İlkerle bir hayalimiz vardı: 32. yaşgünümüzde teknemiz olacaktı. Haftasonları, tatiller, hep teknede takılacaktık, ufaktan ertelendi. Ama İlker yaşgününü ona hediye ettiğim olta takımı ile birlikte yine de teknede kutladı. Biz de balıkçı karıları olarak İlknurla evde kocalarımızın balıktan dönüşünü bekledik. Hasılat pek doyurucu değil ama pek yorgun pek de tatmin olmuş halleri vardı. Balıktan eli boş dönen kocama mesaj kaygılı bir organizasyon düzenledim. Rakı balık!! Arcayı anneme bıraktık, içimiz kaldı. ama o balkonda martılara denize baka baka yemeğini yemekle meşguldü, gittiğimizi umursamadı bile. Arcasız biraz eksik olduk ama kendimizce teselli aradık. Rahatlıkla yemek yiyebilecektik, hem Reis'te ne zamandır ilk defa denizin dibindeki masaya oturabilmiştik, kafamızı boşaltabilecektik .... ama sohbetin büyük kısmı telefondaki fotolarına bakarak ve Arcadan bahsederek geçti. Doğuma 6 hafta kalan Zeynep çok şeker bir hamile oldu, her hafta daha da güzelleşiyor. Poyraz'ın aramıza katılmasına az kaldı. Bebekle alakam olmadığı zamanlarda hamile kadınların göbeğinin kamuya mal olmasına gıcık olurdum. Sonra hamileyken göbüşümden gururlu bir vaziyette okşanmasına ses çıkarmamıştım ama garipsemiştim. Özellikle de anne olmuş kadınlarda acayip bir hamile göbeği fetişi var diye düşünürdüm. Haklıymışım, görünce dayanamıyor, elliyorsun:) Mesela bebek olayına mesafeli olan Gül bir kere dokundu, ben nerdeyse öpecektim. Hem kızı bunaltmak istemiyorum hem dokunmadan edemiyorum. Tekrar hamileliği düşünmememe rağmen o günleri özlediğimi farkettim.

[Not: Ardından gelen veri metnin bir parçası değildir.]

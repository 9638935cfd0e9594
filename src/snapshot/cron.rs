//! Cron expressions
//!
//! Standard 5-field schedules evaluated in UTC.
//!
//! ```text
//! ┌───────────── minute        0-59
//! │ ┌─────────── hour          0-23
//! │ │ ┌───────── day of month  1-31
//! │ │ │ ┌─────── month         1-12
//! │ │ │ │ ┌───── day of week   0-7 (0 and 7 are Sunday)
//! * * * * *
//! ```
//!
//! Each field accepts `*`, numbers, lists (`1,5`), ranges (`1-5`) and steps
//! (`*/15`, `0-30/10`). When both day fields are restricted a day matches if
//! either does.

use std::fmt;

use chrono::{DateTime, Datelike, Duration, NaiveDate, TimeZone, Timelike, Utc};

use crate::error::{EmberError, Result};

/// How far ahead `next_after` searches before giving up
///
/// Covers the longest gap a satisfiable expression can have (Feb 29).
const SEARCH_YEARS: i32 = 9;

/// A parsed cron expression
#[derive(Debug, Clone, PartialEq, Eq)]
pub struct CronSchedule {
    expr: String,
    minutes: u64,
    hours: u64,
    days_of_month: u64,
    months: u64,
    days_of_week: u64,
    dom_restricted: bool,
    dow_restricted: bool,
}

impl CronSchedule {
    /// Parse a 5-field expression
    pub fn parse(expr: &str) -> Result<Self> {
        let fields: Vec<&str> = expr.split_whitespace().collect();
        if fields.len() != 5 {
            return Err(invalid(
                expr,
                format!("expected 5 fields, found {}", fields.len()),
            ));
        }

        let mut days_of_week = parse_field(expr, fields[4], 0, 7)?;
        // 7 is an alias for Sunday
        if days_of_week & (1u64 << 7) != 0 {
            days_of_week = (days_of_week & !(1u64 << 7)) | 1;
        }

        Ok(Self {
            expr: fields.join(" "),
            minutes: parse_field(expr, fields[0], 0, 59)?,
            hours: parse_field(expr, fields[1], 0, 23)?,
            days_of_month: parse_field(expr, fields[2], 1, 31)?,
            months: parse_field(expr, fields[3], 1, 12)?,
            days_of_week,
            dom_restricted: !fields[2].starts_with('*'),
            dow_restricted: !fields[4].starts_with('*'),
        })
    }

    /// The expression, whitespace-normalized
    pub fn expr(&self) -> &str {
        &self.expr
    }

    /// First matching minute strictly after `after`
    ///
    /// `None` if nothing matches within the search horizon (e.g. `0 0 30 2 *`).
    pub fn next_after(&self, after: DateTime<Utc>) -> Option<DateTime<Utc>> {
        let start = after.with_second(0)?.with_nanosecond(0)? + Duration::minutes(1);
        let horizon = start.year() + SEARCH_YEARS;
        let mut t = start;

        while t.year() <= horizon {
            if !bit(self.months, t.month()) {
                t = start_of_next_month(t)?;
                continue;
            }
            if !self.day_matches(t) {
                t = start_of_day(t.date_naive().succ_opt()?)?;
                continue;
            }
            if !bit(self.hours, t.hour()) {
                t = t.with_minute(0)? + Duration::hours(1);
                continue;
            }
            if !bit(self.minutes, t.minute()) {
                t += Duration::minutes(1);
                continue;
            }
            return Some(t);
        }
        None
    }

    fn day_matches(&self, t: DateTime<Utc>) -> bool {
        let dom = bit(self.days_of_month, t.day());
        let dow = bit(self.days_of_week, t.weekday().num_days_from_sunday());
        match (self.dom_restricted, self.dow_restricted) {
            (true, true) => dom || dow,
            (true, false) => dom,
            (false, true) => dow,
            (false, false) => true,
        }
    }
}

impl fmt::Display for CronSchedule {
    fn fmt(&self, f: &mut fmt::Formatter<'_>) -> fmt::Result {
        f.write_str(&self.expr)
    }
}

// =============================================================================
// Field Parsing
// =============================================================================

/// Parse one field into a bit set over `min..=max`
fn parse_field(expr: &str, field: &str, min: u32, max: u32) -> Result<u64> {
    let mut set = 0u64;
    for part in field.split(',') {
        let (range, step) = match part.split_once('/') {
            Some((range, step)) => {
                let step = parse_number(expr, step)?;
                if step == 0 {
                    return Err(invalid(expr, format!("zero step in '{}'", part)));
                }
                if step > max {
                    return Err(invalid(
                        expr,
                        format!("step in '{}' exceeds {}", part, max),
                    ));
                }
                (range, Some(step))
            }
            None => (part, None),
        };

        let (lo, hi) = if range == "*" {
            (min, max)
        } else if let Some((lo, hi)) = range.split_once('-') {
            (parse_number(expr, lo)?, parse_number(expr, hi)?)
        } else {
            let value = parse_number(expr, range)?;
            // `5/15` means "from 5, every 15"
            (value, if step.is_some() { max } else { value })
        };

        if lo < min || hi > max || lo > hi {
            return Err(invalid(
                expr,
                format!("'{}' is outside {}-{}", part, min, max),
            ));
        }

        let step = step.unwrap_or(1);
        let mut value = lo;
        while value <= hi {
            set |= 1u64 << value;
            value += step;
        }
    }
    Ok(set)
}

fn parse_number(expr: &str, s: &str) -> Result<u32> {
    s.parse::<u32>()
        .map_err(|_| invalid(expr, format!("'{}' is not a number", s)))
}

fn invalid(expr: &str, reason: String) -> EmberError {
    EmberError::InvalidCron {
        expr: expr.to_string(),
        reason,
    }
}

// =============================================================================
// Time Helpers
// =============================================================================

fn bit(set: u64, value: u32) -> bool {
    set & (1u64 << value) != 0
}

fn start_of_day(date: NaiveDate) -> Option<DateTime<Utc>> {
    Some(Utc.from_utc_datetime(&date.and_hms_opt(0, 0, 0)?))
}

fn start_of_next_month(t: DateTime<Utc>) -> Option<DateTime<Utc>> {
    let (year, month) = if t.month() == 12 {
        (t.year() + 1, 1)
    } else {
        (t.year(), t.month() + 1)
    };
    start_of_day(NaiveDate::from_ymd_opt(year, month, 1)?)
}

Çok kutsal zamanlardı.

Hemen her rakı balık masasında olduğu gibi be defa da tatil planı yapıldı. Çok değil 3 günlük bir tatil olacak, Zeynep henüz ağırlaşmadan yapılacak ve acil durumlar için çok uzaklaşılmayacak. Organizasyon çalışmaları start aldı.

Gece döndüğümüzde Arcanın götünde pireler uçuşuyordu, kucakta arabaya ve kendi yatağına taşındı. Bütün gece uyudu.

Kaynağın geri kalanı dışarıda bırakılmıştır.